In our last blog we talked about Dzamic and Kirby’s HHH content strategy framework based on their findings that people engage with three types of marketing content – Hero, Hub, Help.
Your Hero content is going to have the biggest impact on the widest audience, bringing them in at the top of the sales funnel. It will most likely be the first time your potential new customers see your brand, so it’s important to get it right. As Spiderman once said, ‘With great power comes great responsibility’.
Hero content at the top of the 3H or HHH pyramid should have the most longevity.
The whole purpose of Hero content is to stop your audience in their tracks. They might be browsing the internet, scrolling through their newsfeed or watching TV, so your goal is to distract them and make them sit up and notice you.
If your audience hasn’t come across your brand before, this is your chance to make a good first impression. If they have, you’ll need to do something that will bring your brand back into focus.
Hero content needs to:
Behind all great Hero content is a great story. Unlike other assets in your content mix which aim to help and inform an audience who may already be engaged with your brand, Hero content needs to capture their imagination.
When you’re planning what you want to say, start with who your audience is and what interests them. Your content might be funny, entertaining or emotive, but make sure you use language and imagery they can relate to. Showing empathy with your audience will help you make a connection, so use your own customer data to understand how they feel and what they want.
WWF’s 2020 Christmas ‘Elephant trail’ advert is powerful, emotive and relatable. Using very few words focuses our attention on their campaign’s final call to action: ‘Join the fight for your world.’

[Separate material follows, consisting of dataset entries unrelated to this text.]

//! rankwatch CLI
//!
//! Local entry point: one-off lookups, a console-backed watch loop, and
//! configuration validation.

use std::path::{Path, PathBuf};
use std::sync::Arc;

use clap::{Parser, Subcommand};
use rankwatch::{
    config::{load_config, read_config},
    error::{AppError, Result},
    models::{Config, RecipientId},
    pipeline::MonitorService,
    services::ConsoleNotifier,
};

/// rankwatch - Admission ranking list watcher
#[derive(Parser, Debug)]
#[command(
    name = "rankwatch",
    version,
    about = "Watches a published admission ranking list"
)]
struct Cli {
    /// Path to the configuration file
    #[arg(short, long, default_value = "data/config.toml")]
    config: PathBuf,

    /// Enable verbose logging
    #[arg(short, long, global = true)]
    verbose: bool,

    #[command(subcommand)]
    command: Command,
}

#[derive(Subcommand, Debug)]
enum Command {
    /// Look up an applicant's position once
    Lookup {
        /// Applicant code as printed in the list
        code: String,

        /// Print the report as JSON
        #[arg(long)]
        json: bool,
    },

    /// Watch the list and print notifications until interrupted
    Watch {
        /// Subscriptions as RECIPIENT=CODE (repeatable)
        #[arg(short, long = "subscribe", value_parser = parse_subscription, required = true)]
        subscriptions: Vec<(RecipientId, String)>,
    },

    /// Validate the configuration file
    Validate,
}

fn parse_subscription(raw: &str) -> std::result::Result<(RecipientId, String), String> {
    let (recipient, code) = raw
        .split_once('=')
        .ok_or_else(|| format!("expected RECIPIENT=CODE, got {raw:?}"))?;
    let recipient = recipient
        .trim()
        .parse()
        .map_err(|e| format!("invalid recipient {recipient:?}: {e}"))?;
    let code = code.trim();
    if code.is_empty() {
        return Err(format!("empty code in {raw:?}"));
    }
    Ok((recipient, code.to_string()))
}

/// Initialize logging based on verbosity flag.
fn init_logging(verbose: bool, default_level: &str) {
    let level = if verbose { "debug" } else { default_level };
    env_logger::Builder::from_env(env_logger::Env::default().default_filter_or(level))
        .format_timestamp_secs()
        .init();
}

/// Main entry point for the CLI application.
#[tokio::main]
async fn main() -> Result<()> {
    let cli = Cli::parse();

    match cli.command {
        Command::Lookup { code, json } => {
            let config = load(&cli.config, cli.verbose)?;
            let service = MonitorService::from_config(&config, Arc::new(ConsoleNotifier))?;
            if json {
                let report = service.parse_position(&code).await?;
                println!("{}", serde_json::to_string_pretty(&report)?);
            } else {
                println!("{}", service.lookup_reply(&code).await);
            }
        }

        Command::Watch { subscriptions } => {
            let config = load(&cli.config, cli.verbose)?;
            let service = MonitorService::from_config(&config, Arc::new(ConsoleNotifier))?;

            // Establish the baseline now instead of one interval later.
            service.check_for_updates().await;

            for (recipient, code) in &subscriptions {
                println!("{}", service.subscribe_reply(*recipient, code));
            }
            log::info!(
                "Watching {} for {} subscriber(s); press Ctrl-C to stop",
                config.source.url,
                subscriptions.len()
            );

            tokio::signal::ctrl_c().await?;
            service.stop_monitoring();

            let status = service.status();
            log::info!(
                "Stopped. Last publication: {}",
                status
                    .last_key
                    .map(|k| k.to_string())
                    .unwrap_or_else(|| "unknown".to_string())
            );
        }

        Command::Validate => {
            init_logging(cli.verbose, "info");
            validate(&cli.config)?;
        }
    }

    Ok(())
}

/// Load the validated configuration and initialize logging from it.
fn load(path: &Path, verbose: bool) -> Result<Config> {
    let config = match load_config(path) {
        Ok(config) => config,
        Err(e) => {
            init_logging(verbose, "info");
            log::error!("{}", e);
            return Err(e);
        }
    };
    init_logging(verbose, &config.logging.level);
    log::debug!("Loaded configuration from {}", path.display());
    Ok(config)
}

/// Check the configuration file as written, without falling back to defaults.
fn validate(path: &Path) -> Result<()> {
    log::info!("Validating configuration {}...", path.display());
    let config = read_config(path).inspect_err(|e| log::error!("Config load failed: {}", e))?;
    if let Err(e) = config.validate() {
        log::error!("Config validation failed: {}", e);
        return Err(AppError::config(e.to_string()));
    }
    log::info!("✓ Source: {}", config.source.url);
    log::info!(
        "✓ Interval: {}s, timeout: {}s, default seats: {}",
        config.monitor.interval_secs,
        config.http.timeout_secs,
        config.source.default_seats
    );
    log::info!("All validations passed!");
    Ok(())
}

Don’t be afraid to break the rules
One of the ways Hero content can attract so much attention is to throw out the rule book, as Aldi did for its 30th birthday campaign. While we were in the midst of a pandemic, its Hero content was a series of short, self-deprecating TV and social ads with a #NoOneCares punchline. They followed up with a virtual (and therefore Covid-safe) 30th birthday party on Twitter and invited all their supermarket competitors, as well as many household brands.
If you can’t beat them… Aldi actively invited their competitors to join in with their virtual birthday celebrations, which went viral on Twitter.
If you do decide to push the boundaries with your content, make sure you plan carefully and consider how your audience might respond.
Big brands with big budgets can go all-out with their content, but what if you’re a smaller business or a start-up with limited funds? User-generated content is an authentic, trustworthy and reliable form of content and is also a great way to keep production costs low. If you can bring together your social posts from your community and let them tell your story, it’s a win-win.
In the height of lockdown, the University of Surrey posted a video from staff to say thank you, reinforcing its message of being a caring campus community.
Even though you could save on production costs, be prepared to put some money behind paid advertising. You need to make sure your content is reaching all the right people, which will involve ad spend.
Remember, your Hero content needs to work alongside your more regular Hub and Help content – no matter how good your Hero piece is, make sure there’s plenty of bitesize, targeted content out there for your potential customers once you’ve got their attention.